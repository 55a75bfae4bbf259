//! Collector configuration loaded from TOML.
//!
//! Every field has a default, so an empty file (or no file) is valid:
//!
//! ```toml
//! version_threshold = "4.26.1F"
//! placeholder_case_id = "000000"
//! local_dir = "./bundles"
//! extract = true
//!
//! [timeouts]
//! command_secs = 60
//! bundle_secs = 1800
//!
//! [ssh]
//! host_key_verification = "strict"
//! ```

use std::path::{Path, PathBuf};
use std::time::Duration;

use serde::Deserialize;

use crate::error::{Error, Result};
use crate::platform::FLASH_DIR;
use crate::transport::HostKeyVerification;
use crate::version::Version;

/// Top-level configuration.
#[derive(Debug, Clone, Deserialize)]
#[serde(default, deny_unknown_fields)]
pub struct CollectorConfig {
    /// Devices at or above this version use the single-command bundle.
    pub version_threshold: String,

    /// Case id used when the operator gives none.
    pub placeholder_case_id: String,

    /// Device directory where artifacts are written.
    pub flash_dir: String,

    /// Local directory downloads land in.
    pub local_dir: PathBuf,

    /// Extract downloaded archives.
    pub extract: bool,

    pub timeouts: Timeouts,
    pub locator: LocatorConfig,
    pub ftp: FtpConfig,
    pub ssh: SshSettings,
}

impl Default for CollectorConfig {
    fn default() -> Self {
        Self {
            version_threshold: "4.26.1F".into(),
            placeholder_case_id: "000000".into(),
            flash_dir: FLASH_DIR.into(),
            local_dir: PathBuf::from("."),
            extract: false,
            timeouts: Timeouts::default(),
            locator: LocatorConfig::default(),
            ftp: FtpConfig::default(),
            ssh: SshSettings::default(),
        }
    }
}

impl CollectorConfig {
    /// Load a TOML file.
    pub fn load(path: &Path) -> Result<Self> {
        let text = std::fs::read_to_string(path).map_err(|e| Error::io(path, e))?;
        Self::from_toml(&text)
            .map_err(|e| Error::config(format!("{}: {}", path.display(), e)))
    }

    /// Parse TOML text.
    pub fn from_toml(text: &str) -> Result<Self> {
        let config: Self = toml::from_str(text).map_err(|e| Error::config(e.to_string()))?;
        config.validate()?;
        Ok(config)
    }

    /// Check values that deserialize fine but cannot be used.
    pub fn validate(&self) -> Result<()> {
        self.threshold()?;
        if self.placeholder_case_id.trim().is_empty() {
            return Err(Error::config("placeholder_case_id must not be empty"));
        }
        if !self.flash_dir.starts_with('/') {
            return Err(Error::config(format!(
                "flash_dir must be absolute, got '{}'",
                self.flash_dir
            )));
        }
        if self.locator.attempts == 0 {
            return Err(Error::config("locator.attempts must be at least 1"));
        }
        Ok(())
    }

    /// The parsed version threshold.
    pub fn threshold(&self) -> Result<Version> {
        Version::parse(&self.version_threshold).map_err(|e| {
            Error::config(format!(
                "invalid version_threshold '{}': {}",
                self.version_threshold, e
            ))
        })
    }
}

/// Timeouts, in seconds.
#[derive(Debug, Clone, Deserialize)]
#[serde(default, deny_unknown_fields)]
pub struct Timeouts {
    pub connect_secs: u64,
    pub command_secs: u64,
    /// Limit for a single bundle-producing command.
    pub bundle_secs: u64,
    pub transfer_secs: u64,
    pub close_secs: u64,
}

impl Default for Timeouts {
    fn default() -> Self {
        Self {
            connect_secs: 30,
            command_secs: 60,
            bundle_secs: 1800,
            transfer_secs: 3600,
            close_secs: 5,
        }
    }
}

impl Timeouts {
    pub fn connect(&self) -> Duration {
        Duration::from_secs(self.connect_secs)
    }

    pub fn command(&self) -> Duration {
        Duration::from_secs(self.command_secs)
    }

    pub fn bundle(&self) -> Duration {
        Duration::from_secs(self.bundle_secs)
    }

    pub fn transfer(&self) -> Duration {
        Duration::from_secs(self.transfer_secs)
    }

    pub fn close(&self) -> Duration {
        Duration::from_secs(self.close_secs)
    }
}

/// How long to wait for a finished artifact to show up.
#[derive(Debug, Clone, Deserialize)]
#[serde(default, deny_unknown_fields)]
pub struct LocatorConfig {
    pub attempts: u32,
    pub interval_secs: u64,
}

impl Default for LocatorConfig {
    fn default() -> Self {
        Self {
            attempts: 5,
            interval_secs: 2,
        }
    }
}

/// Defaults for uploads to the vendor FTP drop.
#[derive(Debug, Clone, Deserialize)]
#[serde(default, deny_unknown_fields)]
pub struct FtpConfig {
    pub host: String,
    pub username: String,
    /// `{case}` is replaced by the case id.
    pub directory: String,
}

impl Default for FtpConfig {
    fn default() -> Self {
        Self {
            host: "ftp.arista.com".into(),
            username: "anonymous".into(),
            directory: "/support/{case}/".into(),
        }
    }
}

impl FtpConfig {
    /// The upload directory for `case_id`.
    pub fn directory_for(&self, case_id: &str) -> String {
        self.directory.replace("{case}", case_id)
    }
}

/// SSH connection settings.
#[derive(Debug, Clone, Deserialize)]
#[serde(default, deny_unknown_fields)]
pub struct SshSettings {
    pub port: u16,
    pub host_key_verification: HostKeyVerification,
    pub known_hosts: Option<PathBuf>,
}

impl Default for SshSettings {
    fn default() -> Self {
        Self {
            port: 22,
            host_key_verification: HostKeyVerification::AcceptNew,
            known_hosts: None,
        }
    }
}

WORK TO COMPLETE:
Read through the entries, then copy every line where the string "attempts" is found.

ANSWER BELOW:
        if self.locator.attempts == 0 {
            return Err(Error::config("locator.attempts must be at least 1"));
    pub attempts: u32,
            attempts: 5,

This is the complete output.